Notes on using/development of scripts for SBEAMS::Microarray


    ###########################
   ##   load_conditions.pl  ##
#####################################################################
Purpose: loads .sig file data into the 'condition' and 'gene_expression' tables

You should only need to specificy a project id for this script.  When invoked, it should check the /net/arrays/Pipeline/output/project_id/<id> directory for any .sig files.  Upon finding one, it loads the lambdas, ratios, etc. into the gene_expression table and makes a new 'condition' record.  

Typical usage:
./load_conditions.pl --project_id 166

    ################################
   ##   load_biosequence_set.pl  ##
#####################################################################
Purpose: load_biosequence_set.pl is a script to populate the biosequence table.  

This script requires that the biosequence_set table is populated with the correct information.  This was done by using ManageTable.cgi and manually adding each biosequence set.  Once the biosequence set is defined, look at the command line usage ("./load_biosequence_set.pl --help") for options.  It is recommended to begin by using the option "--testonly" to ensure that everything is getting assigned correctly.  Once you have verified that everything is working correctly, run it without the "--testonly" flag.


Typical usage:
./load_biosequence_set.pl  --update_existing --verbose 2


    ##############################
   ##  load_array_elements.pl  ##
#####################################################################
Purpose: load_array_elements.pl is a script to populate the array_element table.

This script adds the map/key file information to SBEAMS::Microarray.  While it doesn't need the corresponding biosequences to exist, it is advantageous to put them in first.  To add the biosequences, see load_biosequence_set.pl.  

Typical usage:
./load_array_elements.pl --update_existing 


     ################################
    ## load_quantitation_file.pl  ##
#####################################################################
Purpose: load_quantitation_file.pl places the quantitation data in the database.

This script populates many fields related to the quantitation file.  It requires that you know the scan image file, quantitation file, array id, and protocols for scanning and spotfinding.  These are all used on the command line and the options are visible using the "--help" flag.  Future goals will be to trim this list down to only those items that are necessary.  The following tables are populated or used:

-server
-file_path
-file_location
-file_type
-quantitation_type
-scan_element_quantitation
-scan_element
-scan_quantitation
-array_channel_scan
-channel

Typical usage:
./load_quantitation_file --scan_file ~/scan_test.tif \
	                 --scan_protocol_id 4
	                 --quantitation_file ~/quantitation_file.csv \
                         --quantitation_protocol_id 12 \
                         --array_id 4363

     ################################
    ## load_affy_array_files.pl ##
#####################################################################
Purpose: load_affy_array_files.pl Inserts data about Affy arrays and samples into the database.  The script will monitor a default
directory and upload any new files that meet the current minimum for the amount of data needed.

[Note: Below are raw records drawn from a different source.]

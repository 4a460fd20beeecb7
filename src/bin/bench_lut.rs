use anyhow::Result;
use image::GrayImage;
use std::time::Instant;

use hull_tracker::camera::load_cameras;
use hull_tracker::config::Config;
use hull_tracker::voxel::{VoxelGrid, FOREGROUND};

const CONFIG_PATH: &str = "config.toml";

fn main() -> Result<()> {
    env_logger::Builder::from_env(env_logger::Env::default().default_filter_or("warn")).init();

    let config = Config::load_or_default(CONFIG_PATH);
    let cameras = load_cameras(&config.scene)?;

    let start = Instant::now();
    let mut grid = VoxelGrid::new(&cameras, &config.grid)?;
    let build = start.elapsed();
    let entries: usize = (0..grid.num_views())
        .filter_map(|view| grid.lookup_table(view))
        .map(|table| table.len())
        .sum();
    println!(
        "Lookup tables: {} voxels, {} entries, {:.1}ms",
        grid.num_voxels(),
        entries,
        build.as_secs_f64() * 1000.0
    );

    // 全画素前景 = 最悪ケース
    let masks: Vec<GrayImage> = cameras
        .iter()
        .map(|c| GrayImage::from_pixel(c.width(), c.height(), image::Luma([FOREGROUND])))
        .collect();

    let iterations = 20;
    let start = Instant::now();
    for _ in 0..iterations {
        grid.update_voxels(&masks)?;
    }
    let avg_ms = start.elapsed().as_secs_f64() * 1000.0 / iterations as f64;
    println!(
        "update_voxels: {:.2}ms/frame = {:.1} FPS ({} visible)",
        avg_ms,
        1000.0 / avg_ms,
        grid.visible_indices().len()
    );

    Ok(())
}
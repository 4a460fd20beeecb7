use nalgebra::{Point2, Point3};
use serde::Serialize;

use crate::camera::CameraModel;
use crate::config::RenderConfig;
use crate::tracker::{Person, PersonLocalizer};
use crate::voxel::VoxelGrid;

/// 床グリッド: 片側のマス数
pub const FLOOR_GRID_NUM: i32 = 4;
/// 床グリッド: 1マスの辺長 (mm)
pub const FLOOR_GRID_SIZE: f32 = 480.0;
/// 床グリッドをボクセルと重ならないよう少し浮かせる
pub const FLOOR_OFFSET_Z: f32 = 5.0;
/// 原点の座標軸の長さ (mm)
pub const AXIS_LENGTH: f32 = 500.0;

pub const FLOOR_COLOR: [u8; 3] = [160, 160, 160];
pub const VOLUME_COLOR: [u8; 3] = [255, 160, 0];
pub const CAMERA_COLOR: [u8; 3] = [0, 0, 0];

const FRUSTUM_EDGES: [(usize, usize); 8] = [(0, 1), (0, 2), (0, 3), (0, 4), (1, 2), (2, 3), (3, 4), (4, 1)];
const BOX_EDGES: [(usize, usize); 12] = [
    (0, 1), (1, 2), (2, 3), (3, 0),
    (4, 5), (5, 6), (6, 7), (7, 4),
    (0, 4), (1, 5), (2, 6), (3, 7),
];

/// 3D線分1本
#[derive(Debug, Clone, Copy, PartialEq, Serialize)]
pub struct Segment3 {
    pub from: [f32; 3],
    pub to: [f32; 3],
    pub color: [u8; 3],
}

impl Segment3 {
    pub fn new(from: Point3<f32>, to: Point3<f32>, color: [u8; 3]) -> Self {
        Self { from: [from.x, from.y, from.z], to: [to.x, to.y, to.z], color }
    }
}

/// 可視ボクセル1つ (点群表示用)
#[derive(Debug, Clone, Copy, PartialEq, Serialize)]
pub struct VoxelPoint {
    pub position: [i32; 3],
    pub color: [u8; 3],
}

#[derive(Debug, Clone, Copy, PartialEq, Serialize)]
pub struct PersonMarker {
    pub person: Person,
    pub position: [f32; 3],
    pub located: bool,
}

/// 1フレーム分の表示データ
#[derive(Debug, Clone, PartialEq, Serialize)]
pub struct SceneFrame {
    pub frame_index: usize,
    pub persons: Vec<PersonMarker>,
    pub voxels: Vec<VoxelPoint>,
    pub segments: Vec<Segment3>,
}

impl SceneFrame {
    /// 設定で有効なストリームを集める
    pub fn capture(frame_index: usize, grid: &VoxelGrid, localizer: &PersonLocalizer, config: &RenderConfig) -> Self {
        let mut segments = Vec::new();
        if config.show_floor {
            segments.extend(floor_grid(FLOOR_GRID_NUM, FLOOR_GRID_SIZE, FLOOR_OFFSET_Z));
        }
        if config.show_volume {
            segments.extend(volume_edges(grid.volume_corners()));
        }
        if config.show_cameras {
            for camera in localizer.cameras() {
                segments.extend(camera_frustum(camera));
            }
        }
        if config.show_origin {
            segments.extend(origin_axes(AXIS_LENGTH));
        }

        let tracker = localizer.config();
        let mut persons = Vec::new();
        for person in Person::ALL {
            let position = localizer.position(person);
            let located = localizer.is_located(person);
            persons.push(PersonMarker { person, position: [position.x, position.y, position.z], located });

            if config.show_lines {
                segments.extend(person_lines(localizer, person, tracker.line_length));
            }
            if config.show_boxes && located {
                segments.extend(person_box(
                    &position.xy(),
                    tracker.box_half_x,
                    tracker.box_half_y,
                    tracker.box_height,
                    to_rgb8(person.voxel_color()),
                ));
            }
        }

        let voxels = grid
            .visible_voxels()
            .map(|v| VoxelPoint { position: [v.x(), v.y(), v.z()], color: to_rgb8(v.color) })
            .collect();

        Self { frame_index, persons, voxels, segments }
    }
}

pub fn to_rgb8(color: [f32; 3]) -> [u8; 3] {
    color.map(|c| c.clamp(0.0, 255.0).round() as u8)
}

/// 床の格子線 (X方向・Y方向それぞれ 2n+1 本)
pub fn floor_grid(n: i32, size: f32, z: f32) -> Vec<Segment3> {
    let half = n as f32 * size;
    let mut segments = Vec::new();
    for i in -n..=n {
        let t = i as f32 * size;
        segments.push(Segment3::new(Point3::new(t, -half, z), Point3::new(t, half, z), FLOOR_COLOR));
        segments.push(Segment3::new(Point3::new(-half, t, z), Point3::new(half, t, z), FLOOR_COLOR));
    }
    segments
}

/// 直方体の12辺 (下面4点 → 上面4点の順の頂点)
pub fn box_edges(corners: &[Point3<f32>; 8], color: [u8; 3]) -> Vec<Segment3> {
    BOX_EDGES
        .iter()
        .map(|&(a, b)| Segment3::new(corners[a], corners[b], color))
        .collect()
}

pub fn volume_edges(corners: &[Point3<f32>; 8]) -> Vec<Segment3> {
    box_edges(corners, VOLUME_COLOR)
}

/// カメラ中心から画像四隅への4辺と、画像面の4辺
pub fn camera_frustum(camera: &CameraModel) -> Vec<Segment3> {
    let c = camera.corners();
    FRUSTUM_EDGES
        .iter()
        .map(|&(a, b)| Segment3::new(c[a], c[b], CAMERA_COLOR))
        .collect()
}

pub fn origin_axes(length: f32) -> Vec<Segment3> {
    let o = Point3::origin();
    vec![
        Segment3::new(o, Point3::new(length, 0.0, 0.0), [255, 0, 0]),
        Segment3::new(o, Point3::new(0.0, length, 0.0), [0, 255, 0]),
        Segment3::new(o, Point3::new(0.0, 0.0, length), [0, 0, 255]),
    ]
}

/// カメラ直下の床から、推定した視線方向へ `length` だけ伸ばした線
pub fn person_lines(localizer: &PersonLocalizer, person: Person, length: f32) -> Vec<Segment3> {
    let color = to_rgb8(person.voxel_color());
    let mut segments = Vec::new();
    for view in 0..localizer.num_views() {
        let line = match localizer.line(view, person) {
            Some(l) => l,
            None => continue,
        };
        let dir = line.direction();
        if dir.norm() == 0.0 {
            continue;
        }
        let from = Point3::new(line.origin.x, line.origin.y, 0.0);
        let to = Point3::new(line.origin.x + dir.x * length, line.origin.y + dir.y * length, 0.0);
        segments.push(Segment3::new(from, to, color));
    }
    segments
}

/// 人物位置を囲む直方体 (床から `height` まで)
pub fn person_box(center: &Point2<f32>, half_x: f32, half_y: f32, height: f32, color: [u8; 3]) -> Vec<Segment3> {
    let (xl, xr) = (center.x - half_x, center.x + half_x);
    let (yl, yr) = (center.y - half_y, center.y + half_y);
    let corners = [
        Point3::new(xl, yl, 0.0),
        Point3::new(xl, yr, 0.0),
        Point3::new(xr, yr, 0.0),
        Point3::new(xr, yl, 0.0),
        Point3::new(xl, yl, height),
        Point3::new(xl, yr, height),
        Point3::new(xr, yr, height),
        Point3::new(xr, yl, height),
    ];
    box_edges(&corners, color)
}

#[cfg(test)]
mod tests {
    use super::*;
    use crate::config::{HistogramConfig, TrackerConfig};
    use crate::test_support::{look_at_camera, ring_rig, small_grid_config, solid_rgb};
    use image::{GrayImage, Luma, Rgb, RgbImage};

    #[test]
    fn test_floor_grid_lines() {
        let segments = floor_grid(FLOOR_GRID_NUM, FLOOR_GRID_SIZE, FLOOR_OFFSET_Z);
        assert_eq!(segments.len(), 2 * 9);
        assert!(segments.iter().all(|s| s.from[2] == 5.0 && s.to[2] == 5.0));
        assert_eq!(segments[0].from, [-1920.0, -1920.0, 5.0]);
        assert_eq!(segments[0].to, [-1920.0, 1920.0, 5.0]);
    }

    #[test]
    fn test_person_box_extent() {
        let segments = person_box(&Point2::new(100.0, -200.0), 350.0, 750.0, 2000.0, [0, 200, 0]);
        assert_eq!(segments.len(), 12);
        let xs: Vec<f32> = segments.iter().flat_map(|s| [s.from[0], s.to[0]]).collect();
        let ys: Vec<f32> = segments.iter().flat_map(|s| [s.from[1], s.to[1]]).collect();
        let zs: Vec<f32> = segments.iter().flat_map(|s| [s.from[2], s.to[2]]).collect();
        assert_eq!(xs.iter().cloned().fold(f32::MAX, f32::min), -250.0);
        assert_eq!(xs.iter().cloned().fold(f32::MIN, f32::max), 450.0);
        assert_eq!(ys.iter().cloned().fold(f32::MAX, f32::min), -950.0);
        assert_eq!(ys.iter().cloned().fold(f32::MIN, f32::max), 550.0);
        assert_eq!(zs.iter().cloned().fold(f32::MIN, f32::max), 2000.0);
    }

    #[test]
    fn test_camera_frustum_starts_at_center() {
        let camera = look_at_camera(0, [0.0, -3000.0, 1000.0], [0.0, 0.0, 1000.0], 500.0, 320, 240);
        let segments = camera_frustum(&camera);
        assert_eq!(segments.len(), 8);
        let p = camera.position();
        for s in &segments[..4] {
            assert_eq!(s.from, [p.x, p.y, p.z]);
        }
    }

    #[test]
    fn test_capture_collects_enabled_streams() {
        let cameras = ring_rig(&[0.0, 60.0, 120.0], 4000.0, 1000.0);
        let mut grid = VoxelGrid::new(&cameras, &small_grid_config()).unwrap();
        let masks: Vec<GrayImage> = cameras.iter().map(|c| GrayImage::from_pixel(c.width(), c.height(), Luma([255]))).collect();
        grid.update_voxels(&masks).unwrap();

        let red = [200, 40, 40];
        let mut loc = PersonLocalizer::new(
            &solid_rgb(4, 4, red),
            &solid_rgb(4, 4, [40, 120, 200]),
            cameras.clone(),
            &HistogramConfig::default(),
            &TrackerConfig::default(),
        )
        .unwrap();
        let frames: Vec<RgbImage> = cameras
            .iter()
            .map(|_| {
                let mut img = RgbImage::new(320, 240);
                for y in 0..240 {
                    for x in 150..170 {
                        img.put_pixel(x, y, Rgb(red));
                    }
                }
                img
            })
            .collect();
        loc.track_persons(&frames).unwrap();
        loc.label_voxels(&mut grid);

        let config = RenderConfig::default();
        let scene = SceneFrame::capture(7, &grid, &loc, &config);
        assert_eq!(scene.frame_index, 7);
        assert_eq!(scene.voxels.len(), grid.visible_voxels().count());
        assert!(!scene.voxels.is_empty());
        assert!(scene.persons[0].located);
        assert!(!scene.persons[1].located);
        // 床 18 + 体積 12 + カメラ 3x8 + 軸 3 + 視線 3 + Aのボックス 12
        assert_eq!(scene.segments.len(), 18 + 12 + 24 + 3 + 3 + 12);
        assert!(scene.voxels.iter().any(|v| v.color == [0, 200, 0]));

        let bare = RenderConfig {
            show_floor: false,
            show_volume: false,
            show_cameras: false,
            show_origin: false,
            show_lines: false,
            show_boxes: false,
            ..RenderConfig::default()
        };
        let scene = SceneFrame::capture(7, &grid, &loc, &bare);
        assert!(scene.segments.is_empty());

        let json = serde_json::to_value(&scene).unwrap();
        assert_eq!(json["frame_index"], 7);
        assert_eq!(json["persons"][0]["person"], "A");
    }

    #[test]
    fn test_person_lines_point_toward_estimate() {
        let cameras = ring_rig(&[0.0, 60.0, 120.0], 4000.0, 1000.0);
        let red = [200, 40, 40];
        let mut loc = PersonLocalizer::new(
            &solid_rgb(4, 4, red),
            &solid_rgb(4, 4, [40, 120, 200]),
            cameras.clone(),
            &HistogramConfig::default(),
            &TrackerConfig::default(),
        )
        .unwrap();
        let frames: Vec<RgbImage> = cameras
            .iter()
            .map(|_| {
                let mut img = RgbImage::new(320, 240);
                for y in 0..240 {
                    img.put_pixel(160, y, Rgb(red));
                }
                img
            })
            .collect();
        loc.track_persons(&frames).unwrap();

        let lines = person_lines(&loc, Person::A, 8000.0);
        assert_eq!(lines.len(), 3);
        for (s, camera) in lines.iter().zip(&cameras) {
            let p = camera.position();
            assert_eq!(s.from, [p.x, p.y, 0.0]);
            let len = ((s.to[0] - s.from[0]).powi(2) + (s.to[1] - s.from[1]).powi(2)).sqrt();
            assert!((len - 8000.0).abs() < 0.5, "length {}", len);
            // 中央の列 → ほぼ原点を通る (終点は反対側 4000mm 先)
            let mid = [(s.from[0] + s.to[0]) / 2.0, (s.from[1] + s.to[1]) / 2.0];
            assert!(mid[0].abs() < 60.0 && mid[1].abs() < 60.0, "midpoint {:?}", mid);
        }
        assert!(person_lines(&loc, Person::B, 8000.0).is_empty());
    }
}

The script can be run in three different modes
add_new: Will just add new arrays plus the sample information
update:  Given a method name(s) it will update that piece of data for all Affy arrays or Samples in the database
delete:  Given a root_file name(s) it will delete that array or the array and sample plus any data in the associated protocol linking
	 table.  Also can delete the full database if needed....
	 
Run the script for a more detailed list of options
Typical usage 
./load_affy_array_files.pl  --run_mode add_new
Writes out a new error log every time the script is ran called 'AFFY_ERROR_LOG.txt' 

  ################################
    ## load_affy_R_CHP_files.pl ##
#####################################################################
Purpose: Convert Affymetrix CEL files into R_CHP files and load the data into the database.  An R_CHP file is produced by running
R/Bioconductor and utilizing the R library "affy" algorithms mas5.  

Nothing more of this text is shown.